The breakout prism specimens produced as a result of tensile loading of three-anchor anchorage circles are presented in Figure 14. In the several dozen satisfactory tests, the rock slabs showed certain variety with respect to their internal structure and strength parameters, as well as the results: the values of the pull-out force, crack propagation length, and the shape of the failure surface.
The failure surfaces of the breakout prisms were scanned and digitalized to an image for further assessment of their characteristic parameters.
The failure surface was scanned using a 3D digital laser scanner. The point cloud obtained from the scan was manually processed and converted into an STL triangulated surface. Subsequently, a specialist LEIOS 2 R10 software (E.G.S. Srl, 2019, Bologna, Italy,) was used to process and convert the STL model into the *.sat model. The 3D solid model of the failure surface after the breakout failure was subsequently processed with the use of the Inventor software to obtain a derivative element in the form of a pull-out block.

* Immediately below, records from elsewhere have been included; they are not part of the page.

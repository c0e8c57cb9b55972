use std::fs::{self, File};
use std::io::Read;
use std::path::{Path, PathBuf};

use chrono::{DateTime, Utc};
use tracing::{debug, info};
use walkdir::WalkDir;

use crate::error::{MarkerError, ScanError};
use crate::model::{BackupReport, BackupSetDescriptor, Severity, ValidationIssue};

pub const MARKER_FILE_NAME: &str = "MediaID.bin";
pub const CATALOG_DIR_NAME: &str = "Catalogs";
pub const BACKUP_DATA_EXTENSION: &str = "zip";
pub const DEFAULT_CATALOG_EXTENSIONS: &[&str] = &["wbcat", "cat"];

const MAX_MARKER_SIZE_BYTES: u64 = 1024 * 1024;
const MARKER_SAMPLE_BYTES: u64 = 256;

#[derive(Debug, Clone, PartialEq)]
pub struct DiscoveryOptions {
    /// Lowercase extensions without a leading dot.
    pub catalog_extensions: Vec<String>,
}

impl Default for DiscoveryOptions {
    fn default() -> Self {
        Self {
            catalog_extensions: DEFAULT_CATALOG_EXTENSIONS
                .iter()
                .map(|ext| ext.to_string())
                .collect(),
        }
    }
}

impl DiscoveryOptions {
    pub fn with_extensions<I, S>(extensions: I) -> Self
    where
        I: IntoIterator<Item = S>,
        S: AsRef<str>,
    {
        let mut catalog_extensions = Vec::new();
        for ext in extensions {
            let ext = normalize_extension(ext.as_ref());
            if !ext.is_empty() && !catalog_extensions.contains(&ext) {
                catalog_extensions.push(ext);
            }
        }
        Self { catalog_extensions }
    }

    fn is_catalog_extension(&self, ext: &str) -> bool {
        self.catalog_extensions.iter().any(|known| known == ext)
    }
}

pub fn normalize_extension(ext: &str) -> String {
    ext.trim().trim_start_matches('.').to_lowercase()
}

/// Result of inspecting one root: root-level findings plus candidate sets.
#[derive(Debug, Clone, Default)]
pub struct RootDiscovery {
    pub root_reports: Vec<BackupReport>,
    pub sets: Vec<BackupSetDescriptor>,
}

/// Checks the marker file and, unless it is missing, enumerates backup sets
/// newest-first.
pub fn discover_root(root: &Path, options: &DiscoveryOptions) -> Result<RootDiscovery, ScanError> {
    let marker_path = root.join(MARKER_FILE_NAME);
    if !marker_path.is_file() {
        info!("marker file missing under {}; skipping discovery", root.display());
        let issue = ValidationIssue::at_path(
            Severity::Critical,
            format!("missing {MARKER_FILE_NAME} at root"),
            root,
            "ensure the backup root directory is correct and contains MediaID.bin",
        );
        return Ok(RootDiscovery {
            root_reports: vec![BackupReport::for_root_issue(root.to_path_buf(), issue)],
            sets: Vec::new(),
        });
    }

    let mut root_reports = Vec::new();
    if let Err(err) = validate_marker(&marker_path) {
        let issue = ValidationIssue::at_path(
            Severity::Error,
            format!("invalid {MARKER_FILE_NAME}: {err}"),
            &marker_path,
            "check if MediaID.bin is corrupted or from a different backup system",
        );
        root_reports.push(BackupReport::for_root_issue(root.to_path_buf(), issue));
    }

    let sets = discover_backup_sets(root, options)?;
    info!("found {} backup set(s) under {}", sets.len(), root.display());
    Ok(RootDiscovery { root_reports, sets })
}

pub fn validate_marker(path: &Path) -> Result<(), MarkerError> {
    let name = MARKER_FILE_NAME.to_string();
    let metadata = fs::metadata(path).map_err(|source| MarkerError::Stat {
        name: name.clone(),
        source,
    })?;

    let size = metadata.len();
    if size == 0 {
        return Err(MarkerError::Empty { name });
    }
    if size > MAX_MARKER_SIZE_BYTES {
        return Err(MarkerError::TooLarge { name, size });
    }

    let file = File::open(path).map_err(|source| MarkerError::Unreadable {
        name: name.clone(),
        source,
    })?;
    let mut buffer = Vec::new();
    file.take(MARKER_SAMPLE_BYTES.min(size))
        .read_to_end(&mut buffer)
        .map_err(|source| MarkerError::Unreadable { name, source })?;
    Ok(())
}

/// Enumerates `<root>/<machine>/<set>` directories and gathers metadata for
/// each set. Sets whose walk fails keep their slot with zero metadata.
pub fn discover_backup_sets(
    root: &Path,
    options: &DiscoveryOptions,
) -> Result<Vec<BackupSetDescriptor>, ScanError> {
    let machines = sorted_subdirectories(root).map_err(|source| ScanError::RootUnreadable {
        path: root.to_path_buf(),
        source,
    })?;

    let mut sets = Vec::new();
    for machine_dir in machines {
        let candidates = sorted_subdirectories(&machine_dir).map_err(|source| {
            ScanError::MachineDirUnreadable {
                path: machine_dir.clone(),
                source,
            }
        })?;

        for set_path in candidates {
            if !is_candidate_set_name(&set_path) {
                continue;
            }
            sets.push(describe_candidate(set_path, options));
        }
    }

    // Stable: equal timestamps keep discovery order; unknown times sort last.
    sets.sort_by(|a, b| b.modified.cmp(&a.modified));
    Ok(sets)
}

/// Hidden directories and names carrying an extension are not backup sets.
fn is_candidate_set_name(path: &Path) -> bool {
    let hidden = path
        .file_name()
        .is_some_and(|name| name.to_string_lossy().starts_with('.'));
    !hidden && path.extension().is_none()
}

/// A candidate whose walk fails keeps its slot with zero metadata.
fn describe_candidate(set_path: PathBuf, options: &DiscoveryOptions) -> BackupSetDescriptor {
    match gather_set_info(&set_path, options) {
        Ok(descriptor) => descriptor,
        Err(err) => {
            debug!("metadata walk failed for {}: {}", set_path.display(), err);
            BackupSetDescriptor::unreadable(set_path)
        }
    }
}

/// Walks one set directory and records counts, sizes, newest modification
/// time and categorized file lists. Per-entry errors skip the entry.
pub fn gather_set_info(
    set_path: &Path,
    options: &DiscoveryOptions,
) -> Result<BackupSetDescriptor, walkdir::Error> {
    let mut descriptor = BackupSetDescriptor {
        path: set_path.to_path_buf(),
        ..BackupSetDescriptor::default()
    };

    for item in WalkDir::new(set_path).follow_links(false) {
        let entry = match item {
            Ok(entry) => entry,
            Err(err) if err.depth() == 0 => return Err(err),
            Err(err) => {
                debug!("skipping unreadable entry under {}: {}", set_path.display(), err);
                continue;
            }
        };

        if entry.file_type().is_dir() {
            if entry.depth() == 1
                && entry
                    .file_name()
                    .to_string_lossy()
                    .eq_ignore_ascii_case(CATALOG_DIR_NAME)
            {
                descriptor.has_catalog_dir = true;
            }
            continue;
        }
        if !entry.file_type().is_file() {
            continue;
        }

        let metadata = match entry.metadata() {
            Ok(metadata) => metadata,
            Err(err) => {
                debug!("metadata read failed for {}: {}", entry.path().display(), err);
                continue;
            }
        };

        descriptor.file_count += 1;
        descriptor.total_size_bytes = descriptor.total_size_bytes.saturating_add(metadata.len());
        if let Some(modified) = metadata.modified().ok().map(DateTime::<Utc>::from) {
            if descriptor.modified.map_or(true, |newest| modified > newest) {
                descriptor.modified = Some(modified);
            }
        }

        let extension = entry
            .path()
            .extension()
            .and_then(|ext| ext.to_str())
            .map(|ext| ext.to_lowercase())
            .unwrap_or_default();
        if extension == BACKUP_DATA_EXTENSION {
            descriptor.backup_files.push(entry.path().to_path_buf());
        } else if options.is_catalog_extension(&extension) {
            descriptor.catalog_files.push(entry.path().to_path_buf());
        }
    }

    descriptor.catalog_files.sort();
    descriptor.backup_files.sort();
    Ok(descriptor)
}

fn sorted_subdirectories(dir: &Path) -> std::io::Result<Vec<PathBuf>> {
    let mut dirs = fs::read_dir(dir)?
        .filter_map(|entry| entry.ok())
        .filter(|entry| entry.file_type().map(|kind| kind.is_dir()).unwrap_or(false))
        .map(|entry| entry.path())
        .collect::<Vec<_>>();
    dirs.sort();
    Ok(dirs)
}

The 3D solid model provided data on the failure surface area, as well as the size and shape of the surface of the breakout prism base or its volume. The failure surface obtained from 3D scanning can be viewed from any perspective, thus the crack trajectory is accessible in any cross-section, which, for a group of three anchors, is shown in Figure 15.

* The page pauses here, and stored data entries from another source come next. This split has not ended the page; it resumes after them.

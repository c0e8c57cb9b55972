use std::collections::BTreeSet;
use std::path::{Path, PathBuf};

use once_cell::sync::Lazy;
use regex::Regex;
use serde::{Deserialize, Serialize};

use crate::model::{BackupSetDescriptor, Severity, ValidationIssue};

/// What to do with backup-data files that follow no known naming scheme.
#[derive(Debug, Clone, Copy, Serialize, Deserialize, PartialEq, Eq, Default)]
#[serde(rename_all = "snake_case")]
pub enum ArchiveNamePolicy {
    #[default]
    Ignore,
    Flag,
}

static SEQUENCE_PATTERNS: Lazy<Vec<Regex>> = Lazy::new(|| {
    [
        r"(?i)^backup files (\d+)\.zip$",
        r"(?i)^backup files \((\d+)\)\.zip$",
        r"(?i)^backupfiles(\d+)\.zip$",
    ]
    .iter()
    .filter_map(|pattern| Regex::new(pattern).ok())
    .collect()
});

/// Extracts the trailing sequence index from a backup-data file name.
pub fn sequence_index(file_name: &str) -> Option<u64> {
    SEQUENCE_PATTERNS.iter().find_map(|pattern| {
        pattern
            .captures(file_name)
            .and_then(|captures| captures.get(1))
            .and_then(|index| index.as_str().parse().ok())
    })
}

/// Upper bound on gap names spelled out in one completeness issue.
pub const MAX_LISTED_MISSING: usize = 20;

pub fn canonical_name(index: u64) -> String {
    format!("Backup Files {index}.zip")
}

/// Reports gaps in the numbered backup-data sequence.
pub fn validate_completeness(
    set: &BackupSetDescriptor,
    policy: ArchiveNamePolicy,
) -> Vec<ValidationIssue> {
    let mut issues = Vec::new();
    let mut indices = BTreeSet::new();
    let mut unrecognized: Vec<&PathBuf> = Vec::new();

    for path in &set.backup_files {
        match file_name(path).and_then(sequence_index) {
            Some(index) => {
                indices.insert(index);
            }
            None => unrecognized.push(path),
        }
    }

    if let Some(message) = missing_sequence_message(&indices) {
        issues.push(ValidationIssue::at_path(
            Severity::Warning,
            message,
            &set.path,
            "backup may be incomplete; verify the backup job finished writing all archives",
        ));
    }

    if policy == ArchiveNamePolicy::Flag && !unrecognized.is_empty() {
        let names = unrecognized
            .iter()
            .filter_map(|path| file_name(path))
            .collect::<Vec<_>>();
        issues.push(ValidationIssue::at_path(
            Severity::Info,
            format!(
                "{} backup file(s) do not follow a numbered naming scheme: {}",
                unrecognized.len(),
                names.join(", ")
            ),
            &set.path,
            "non-standard archive names are excluded from sequence gap detection",
        ));
    }

    issues
}

/// Walks adjacent present indices, so the cost depends on the number of
/// files rather than the span between the smallest and largest index.
fn missing_sequence_message(indices: &BTreeSet<u64>) -> Option<String> {
    let mut listed = Vec::new();
    let mut missing_total: u128 = 0;

    for (&low, &high) in indices.iter().zip(indices.iter().skip(1)) {
        let gap = high - low - 1;
        if gap == 0 {
            continue;
        }
        missing_total += u128::from(gap);
        let mut index = low + 1;
        while index < high && listed.len() < MAX_LISTED_MISSING {
            listed.push(canonical_name(index));
            index += 1;
        }
    }

    if missing_total == 0 {
        return None;
    }
    let mut message = format!("missing backup files in sequence: {}", listed.join(", "));
    let unlisted = missing_total - listed.len() as u128;
    if unlisted > 0 {
        message.push_str(&format!(" and {unlisted} more"));
    }
    Some(message)
}

fn file_name(path: &Path) -> Option<&str> {
    path.file_name().and_then(|name| name.to_str())
}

Figure 15 shows an outline of a break-out prism and its cross-sections through two adjacent anchors (cross-section A-A, Figure 15) or through the anchor axis and the center of the anchorage circle (cross-section B-B). Angles α, α1, and α2 are the failure cone angles in cross-sections A-A and B-B.
For the tested embedment depth, the average angle of the failure cone α in the A-A section was ~15°. In the B-B section, the angle α1 was of the order of 16° and the value of α2 was on average around 9°.
Considering the large discrepancies between the prism cross-sections, the sizes of the failure cones, and the resulting ambiguity, it was resolved that an averaged model of a break-out should be determined and adopted for further computations (Figure 16).
The results are presented in Table 4.
The test codes in the first column of Table 4 describe particular test cases. The first letter designates the mine: Z—Zalas, B—Braciszów, G—Guido, B—Brenna. The number is the number of a test performed in a given mine. The measurement documentation for each measurement includes additional specific data: changes in the anchor pull-out force values during testing, effective embedment depth, laser scans of the failure surface, rock morphology, and strength parameters.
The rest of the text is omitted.